What is expected
Copy each line from the entries that the word "impl" appears in.

Input for this task
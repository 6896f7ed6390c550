// SPDX-FileCopyrightText: 2026 Bruno Meilick
// SPDX-License-Identifier: LicenseRef-Arcroute-FreeUse-NoCopy-NoDerivatives
//
// All rights reserved.
//
// This file is part of Arcroute and is proprietary software.
// Unauthorized copying, modification, or distribution is prohibited.

//! Shortest-path query facade.
//!
//! `find_shortest_path` runs build, solve and extract on one snapshot and folds every failure
//! into a single `QueryError`. A failed query never yields a partial path.

use std::fmt;
use std::time::Duration;

use rayon::prelude::*;
use tracing::{debug, warn};

use crate::extract::{self, ExtractionError, Path};
use crate::formulation::{self, BuildError, FormulationOptions, Terminal};
use crate::model::{ArcIndex, GraphSnapshot, NodeId, SnapshotError};
use crate::solver::{Backend, SolveBudget, SolveStatus, Solver};


/// Uniform user-facing text for every failed query.
pub const NO_PATH_FOUND: &str = "No path found";

pub const DEFAULT_TIME_LIMIT: Duration = Duration::from_secs(10);

const SUGGESTION_MIN_RATIO: f64 = 0.6;

#[derive(Debug, Clone, Copy, PartialEq)]
pub struct QueryOptions {
    pub backend: Backend,
    pub budget: SolveBudget,
    pub formulation: FormulationOptions,
}

impl Default for QueryOptions {
    fn default() -> Self {
        Self {
            backend: Backend::default(),
            budget: SolveBudget::unlimited().with_time_limit(DEFAULT_TIME_LIMIT),
            formulation: FormulationOptions::default(),
        }
    }
}

#[derive(Debug, Clone, PartialEq)]
pub struct ShortestPath {
    path: Path,
    status: SolveStatus,
    backend: &'static str,
    explored_nodes: u64,
}

impl ShortestPath {
    pub fn path(&self) -> &Path {
        &self.path
    }

    pub fn total_weight(&self) -> f64 {
        self.path.total_weight()
    }

    /// `Optimal`, or `Feasible` when the budget ran out holding an incumbent.
    pub fn status(&self) -> SolveStatus {
        self.status
    }

    pub fn backend(&self) -> &'static str {
        self.backend
    }

    pub fn explored_nodes(&self) -> u64 {
        self.explored_nodes
    }

    pub fn arc_indices(&self) -> Vec<ArcIndex> {
        self.path.arc_indices().collect()
    }

    pub fn pairs(&self) -> Vec<(&NodeId, &NodeId)> {
        self.path.arcs().iter().map(|arc| (&arc.source, &arc.target)).collect()
    }

    /// `Shortest Path: [('A', 'P2'), ('P2', 'P3')], Total Weight: 15`
    pub fn message(&self) -> String {
        let pairs = self
            .pairs()
            .into_iter()
            .map(|(source, target)| format!("('{source}', '{target}')"))
            .collect::<Vec<_>>()
            .join(", ");
        format!("Shortest Path: [{pairs}], Total Weight: {}", self.total_weight())
    }
}

impl fmt::Display for ShortestPath {
    fn fmt(&self, f: &mut fmt::Formatter<'_>) -> fmt::Result {
        f.write_str(&self.message())
    }
}

#[derive(Debug, Clone, PartialEq)]
pub enum QueryError {
    /// The records could not be turned into a snapshot.
    InvalidGraph(SnapshotError),
    MalformedQuery { role: Terminal, node: NodeId, suggestion: Option<NodeId> },
    NegativeWeight { arc: ArcIndex, source: NodeId, target: NodeId, weight: f64 },
    Infeasible,
    SolverUnavailable { backend: &'static str, reason: String },
    ExtractionInconsistency(ExtractionError),
}

impl QueryError {
    /// What the end user sees, whatever the kind.
    pub fn user_message(&self) -> &'static str {
        NO_PATH_FOUND
    }

    pub fn kind(&self) -> &'static str {
        match self {
            Self::InvalidGraph(_) => "invalid_graph",
            Self::MalformedQuery { .. } => "malformed_query",
            Self::NegativeWeight { .. } => "negative_weight",
            Self::Infeasible => "infeasible",
            Self::SolverUnavailable { .. } => "solver_unavailable",
            Self::ExtractionInconsistency(_) => "extraction_inconsistency",
        }
    }
}

impl fmt::Display for QueryError {
    fn fmt(&self, f: &mut fmt::Formatter<'_>) -> fmt::Result {
        match self {
            Self::InvalidGraph(err) => write!(f, "graph cannot be queried: {err}"),
            Self::MalformedQuery { role, node, suggestion: Some(suggestion) } => write!(
                f,
                "{role} node `{node}` is not an endpoint of any arc (did you mean `{suggestion}`?)"
            ),
            Self::MalformedQuery { role, node, suggestion: None } => {
                write!(f, "{role} node `{node}` is not an endpoint of any arc")
            }
            Self::NegativeWeight { arc, source, target, weight } => write!(
                f,
                "arc {arc} ({source}->{target}) has negative weight {weight}"
            ),
            Self::Infeasible => f.write_str("no selection of arcs connects source to target"),
            Self::SolverUnavailable { backend, reason } => {
                write!(f, "{backend} backend failed: {reason}")
            }
            Self::ExtractionInconsistency(err) => {
                write!(f, "solver assignment does not decode into a path: {err}")
            }
        }
    }
}

impl std::error::Error for QueryError {
    fn source(&self) -> Option<&(dyn std::error::Error + 'static)> {
        match self {
            Self::InvalidGraph(source) => Some(source),
            Self::ExtractionInconsistency(source) => Some(source),
            _ => None,
        }
    }
}

impl From<SnapshotError> for QueryError {
    fn from(value: SnapshotError) -> Self {
        Self::InvalidGraph(value)
    }
}

impl From<ExtractionError> for QueryError {
    fn from(value: ExtractionError) -> Self {
        Self::ExtractionInconsistency(value)
    }
}

/// Closest known label to `missing`, if any is similar enough to be worth suggesting.
pub fn suggest_node<'a>(
    candidates: impl IntoIterator<Item = &'a NodeId>,
    missing: &str,
) -> Option<NodeId> {
    let needle = missing.to_lowercase();
    candidates
        .into_iter()
        .map(|candidate| {
            let haystack = candidate.as_str().to_lowercase();
            (candidate, rapidfuzz::fuzz::ratio(needle.chars(), haystack.chars()))
        })
        .filter(|(_, ratio)| *ratio >= SUGGESTION_MIN_RATIO)
        .max_by(|(left, left_ratio), (right, right_ratio)| {
            left_ratio.total_cmp(right_ratio).then_with(|| right.cmp(left))
        })
        .map(|(candidate, _)| candidate.clone())
}

pub fn find_shortest_path(
    snapshot: &GraphSnapshot,
    source: &NodeId,
    target: &NodeId,
    options: &QueryOptions,
) -> Result<ShortestPath, QueryError> {
    let solver = options.backend.solver();
    find_shortest_path_with(
        solver.as_ref(),
        snapshot,
        source,
        target,
        &options.budget,
        options.formulation,
    )
}

/// Like `find_shortest_path`, with a caller-provided backend.
pub fn find_shortest_path_with(
    solver: &dyn Solver,
    snapshot: &GraphSnapshot,
    source: &NodeId,
    target: &NodeId,
    budget: &SolveBudget,
    shape: FormulationOptions,
) -> Result<ShortestPath, QueryError> {
    let backend = solver.name();
    let program = formulation::build_with(snapshot, source, target, shape).map_err(
        |err| match err {
            BuildError::UnknownNode { role, node } => {
                let suggestion = suggest_node(snapshot.nodes(), node.as_str());
                QueryError::MalformedQuery { role, node, suggestion }
            }
            BuildError::NegativeWeight { arc, source, target, weight } => {
                QueryError::NegativeWeight { arc, source, target, weight }
            }
        },
    )?;
    debug!(
        backend,
        %source,
        %target,
        variables = program.variable_count(),
        constraints = program.constraints().len(),
        "query: solving"
    );

    let result = solver.solve(&program, budget).map_err(|err| {
        warn!(backend, error = %err, "query: backend failure");
        QueryError::SolverUnavailable { backend, reason: err.to_string() }
    })?;
    debug!(backend, status = %result.status, nodes = result.explored_nodes, "query: solved");

    let (assignment, objective) = match (result.status, result.assignment, result.objective_value)
    {
        (SolveStatus::Infeasible, _, _) => return Err(QueryError::Infeasible),
        (SolveStatus::Unknown, _, _) => {
            return Err(QueryError::SolverUnavailable {
                backend,
                reason: "budget exhausted before any feasible assignment was found".to_owned(),
            })
        }
        (_, Some(assignment), Some(objective)) => (assignment, objective),
        (status, _, _) => {
            return Err(QueryError::SolverUnavailable {
                backend,
                reason: format!("status {status} carried no assignment"),
            })
        }
    };

    let path = extract::extract(snapshot, source, target, &assignment)
        .and_then(|path| extract::verify_objective(&path, objective).map(|()| path))
        .map_err(|err| {
            warn!(backend, error = %err, "query: inconsistent assignment");
            QueryError::from(err)
        })?;

    Ok(ShortestPath {
        path,
        status: result.status,
        backend,
        explored_nodes: result.explored_nodes,
    })
}

/// Runs independent queries over one snapshot in parallel; results keep the input order.
pub fn find_shortest_paths(
    snapshot: &GraphSnapshot,
    queries: &[(NodeId, NodeId)],
    options: &QueryOptions,
) -> Vec<Result<ShortestPath, QueryError>> {
    queries
        .par_iter()
        .map(|(source, target)| find_shortest_path(snapshot, source, target, options))
        .collect()
}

Answer space
impl Default for QueryOptions {
impl ShortestPath {
impl fmt::Display for ShortestPath {
impl QueryError {
impl fmt::Display for QueryError {
impl std::error::Error for QueryError {
impl From<SnapshotError> for QueryError {
impl From<ExtractionError> for QueryError {
    candidates: impl IntoIterator<Item = &'a NodeId>,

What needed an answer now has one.